Assignment: Output, word for word, the lines of this listing that fall between the line with "for key in ancestor.keys()" and the line with "if own.shape.is_none() &&", counting both of those lines, and no others.

* * *

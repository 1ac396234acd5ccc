//! Copyright © 2025-2026 Wenze Wei. All Rights Reserved.
//!
//! This file is part of Hdx.
//! The Hdx project belongs to the Dunimd Team.
//!
//! Licensed under the Apache License, Version 2.0 (the "License");
//! You may not use this file except in compliance with the License.
//! You may obtain a copy of the License at
//!
//!     http://www.apache.org/licenses/LICENSE-2.0
//!
//! Unless required by applicable law or agreed to in writing, software
//! distributed under the License is distributed on an "AS IS" BASIS,
//! WITHOUT WARRANTIES OR CONDITIONS OF ANY KIND, either express or implied.
//! See the License for the specific language governing permissions and
//! limitations under the License.

//! # Hdx Spec Resolution Module
//!
//! Expands a spec that extends another type into a copy holding its own
//! children plus every child inherited along its `data_type_inc` chain.
//!
//! Ancestors are merged root first. Children are keyed by name, or by
//! `<Type>` when unnamed; a later child replaces an earlier one with the same
//! key but keeps the position the key first took. Overriding children
//! without `shape`/`dims` take the ancestor's; overriding datasets without a
//! `dtype` take the ancestor's as well. Narrowing of `shape`/`dims` is not
//! checked.

use indexmap::IndexMap;

use crate::errors::{HdError, Result};
use crate::spec::attribute::HdAttributeSpec;
use crate::spec::catalog::HdSpecCatalog;
use crate::spec::storage::{HdChildKind, HdDatasetSpec, HdGroupSpec, HdResolution, HdSpec};

/// Resolves `spec` against the ancestors registered in `catalog`.
///
/// Nested children that both define and include a type are resolved as
/// well. Specs without both keys are returned with only their nested
/// children resolved.
pub fn resolve_spec(spec: &HdSpec, catalog: &HdSpecCatalog) -> Result<HdSpec> {
    let mut resolved = match spec {
        HdSpec::Group(group) => HdSpec::Group(resolve_nested(group, catalog)?),
        HdSpec::Dataset(dataset) => HdSpec::Dataset(dataset.clone()),
    };
    let (Some(def), Some(inc)) = (spec.data_type_def(), spec.data_type_inc()) else {
        return Ok(resolved);
    };

    let chain = catalog.get_hierarchy(inc).map_err(|_| {
        HdError::catalog(format!("Cannot resolve include spec '{inc}' for type '{def}'"))
    })?;
    let mut base: Option<HdSpec> = None;
    for ancestor in chain.iter().rev() {
        let mut next = catalog.get_spec(ancestor)?.clone();
        if let Some(prev) = &base {
            overlay_spec(&mut next, prev)?;
        }
        base = Some(next);
    }
    let Some(base) = base else {
        return Ok(resolved);
    };

    let own = resolved.clone();
    overlay_spec(&mut resolved, &base)?;
    record_resolution(&mut resolved, &own, &base);
    log::debug!("resolved '{def}' against {} ancestor(s) of '{inc}'", chain.len());
    Ok(resolved)
}

fn resolve_nested(group: &HdGroupSpec, catalog: &HdSpecCatalog) -> Result<HdGroupSpec> {
    let mut resolved = group.clone();
    for dataset in resolved.datasets.values_mut() {
        if dataset.data_type_def.is_some() && dataset.data_type_inc.is_some() {
            if let HdSpec::Dataset(expanded) = resolve_spec(&HdSpec::Dataset(dataset.clone()), catalog)? {
                *dataset = expanded;
            }
        }
    }
    for child in resolved.groups.values_mut() {
        if child.data_type_def.is_some() {
            if let HdSpec::Group(expanded) = resolve_spec(&HdSpec::Group(child.clone()), catalog)? {
                *child = expanded;
            }
        } else {
            *child = resolve_nested(child, catalog)?;
        }
    }
    Ok(resolved)
}

fn overlay_spec(spec: &mut HdSpec, ancestor: &HdSpec) -> Result<()> {
    match (spec, ancestor) {
        (HdSpec::Group(group), HdSpec::Group(base)) => {
            overlay_group(group, base);
            Ok(())
        }
        (HdSpec::Dataset(dataset), HdSpec::Dataset(base)) => {
            overlay_dataset(dataset, base);
            Ok(())
        }
        (spec, ancestor) => Err(HdError::catalog(format!(
            "'{}' cannot extend '{}': group and dataset types do not mix",
            spec.key(),
            ancestor.key()
        ))),
    }
}

/// Ancestor entries first, in ancestor order, then entries new in `own`.
fn merge_children<T: Clone>(
    ancestor: &IndexMap<String, T>,
    own: &IndexMap<String, T>,
    overlay: fn(&mut T, &T),
) -> IndexMap<String, T> {
    let mut merged = IndexMap::with_capacity(ancestor.len() + own.len());
    for (key, inherited) in ancestor {
        let value = match own.get(key) {
            Some(child) => {
                let mut child = child.clone();
                overlay(&mut child, inherited);
                child
            }
            None => inherited.clone(),
        };
        merged.insert(key.clone(), value);
    }
    for (key, child) in own {
        if !merged.contains_key(key) {
            merged.insert(key.clone(), child.clone());
        }
    }
    merged
}

fn overlay_attribute(child: &mut HdAttributeSpec, ancestor: &HdAttributeSpec) {
    child.inherit_shape_from(ancestor);
}

fn overlay_dataset(child: &mut HdDatasetSpec, ancestor: &HdDatasetSpec) {
    if child.dtype.is_none() {
        child.dtype = ancestor.dtype.clone();
    }
    child.inherit_shape_from(ancestor);
    child.attributes = merge_children(&ancestor.attributes, &child.attributes, overlay_attribute);
}

fn overlay_group(child: &mut HdGroupSpec, ancestor: &HdGroupSpec) {
    child.attributes = merge_children(&ancestor.attributes, &child.attributes, overlay_attribute);
    child.datasets = merge_children(&ancestor.datasets, &child.datasets, overlay_dataset);
    child.groups = merge_children(&ancestor.groups, &child.groups, overlay_group);
    child.links = merge_children(&ancestor.links, &child.links, |_, _| {});
}

fn classify<T>(
    resolution: &mut HdResolution,
    kind: HdChildKind,
    ancestor: &IndexMap<String, T>,
    own: &IndexMap<String, T>,
) {
    for key in ancestor.keys() {
        if own.contains_key(key) {
            resolution.overridden.insert((kind, key.clone()));
        } else {
            resolution.inherited.insert((kind, key.clone()));
        }
    }
}

fn record_resolution(resolved: &mut HdSpec, own: &HdSpec, base: &HdSpec) {
    let mut resolution = HdResolution {
        resolved: true,
        ..HdResolution::default()
    };
    match (&mut *resolved, own, base) {
        (HdSpec::Group(resolved), HdSpec::Group(own), HdSpec::Group(base)) => {
            classify(&mut resolution, HdChildKind::Attribute, &base.attributes, &own.attributes);
            classify(&mut resolution, HdChildKind::Dataset, &base.datasets, &own.datasets);
            classify(&mut resolution, HdChildKind::Group, &base.groups, &own.groups);
            classify(&mut resolution, HdChildKind::Link, &base.links, &own.links);
            resolved.resolution = resolution;
        }
        (HdSpec::Dataset(resolved), HdSpec::Dataset(own), HdSpec::Dataset(base)) => {
            classify(&mut resolution, HdChildKind::Attribute, &base.attributes, &own.attributes);
            if own.dtype.is_none() && resolved.dtype.is_some() {
                resolution.inherited_fields.insert("dtype".to_string());
            }
            if own.shape.is_none() && resolved.shape.is_some() {
                resolution.inherited_fields.insert("shape".to_string());
            }
            if own.dims.is_none() && resolved.dims.is_some() {
                resolution.inherited_fields.insert("dims".to_string());
            }
            resolved.resolution = resolution;
        }
        _ => {}
    }
}

#[cfg(test)]
mod tests {
    use super::*;
    use crate::spec::dtype::HdShapeSpec;

    #[test]
    fn dataset_type_inherits_dtype_and_shape() {
        let mut catalog = HdSpecCatalog::new();
        let base = HdDatasetSpec::builder("base data")
            .data_type_def("BaseData")
            .dtype("float")
            .shape(HdShapeSpec::Single(vec![None]))
            .build()
            .unwrap();
        catalog.register_spec(HdSpec::Dataset(base), "base.yaml").unwrap();
        let ext = HdDatasetSpec::builder("ext data")
            .data_type_def("ExtData")
            .data_type_inc("BaseData")
            .build()
            .unwrap();
        let resolved = resolve_spec(&HdSpec::Dataset(ext), &catalog).unwrap();
        let dataset = resolved.as_dataset().unwrap();
        assert_eq!(dataset.dtype().and_then(|d| d.primitive()).map(|d| d.name()), Some("float32"));
        assert!(resolved.is_inherited_field("dtype"));
        assert!(resolved.is_inherited_field("shape"));
        assert!(resolved.resolved());
    }

    #[test]
    fn unresolvable_include_is_a_catalog_error() {
        let catalog = HdSpecCatalog::new();
        let ext = HdGroupSpec::builder("ext").data_type_def("Ext").data_type_inc("Missing").build().unwrap();
        let err = resolve_spec(&HdSpec::Group(ext), &catalog).unwrap_err();
        assert!(matches!(err, HdError::Catalog { .. }));
    }
}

* * *

Exercise output:
    for key in ancestor.keys() {
        if own.contains_key(key) {
            resolution.overridden.insert((kind, key.clone()));
        } else {
            resolution.inherited.insert((kind, key.clone()));
        }
    }
}

fn record_resolution(resolved: &mut HdSpec, own: &HdSpec, base: &HdSpec) {
    let mut resolution = HdResolution {
        resolved: true,
        ..HdResolution::default()
    };
    match (&mut *resolved, own, base) {
        (HdSpec::Group(resolved), HdSpec::Group(own), HdSpec::Group(base)) => {
            classify(&mut resolution, HdChildKind::Attribute, &base.attributes, &own.attributes);
            classify(&mut resolution, HdChildKind::Dataset, &base.datasets, &own.datasets);
            classify(&mut resolution, HdChildKind::Group, &base.groups, &own.groups);
            classify(&mut resolution, HdChildKind::Link, &base.links, &own.links);
            resolved.resolution = resolution;
        }
        (HdSpec::Dataset(resolved), HdSpec::Dataset(own), HdSpec::Dataset(base)) => {
            classify(&mut resolution, HdChildKind::Attribute, &base.attributes, &own.attributes);
            if own.dtype.is_none() && resolved.dtype.is_some() {
                resolution.inherited_fields.insert("dtype".to_string());
            }
            if own.shape.is_none() && resolved.shape.is_some() {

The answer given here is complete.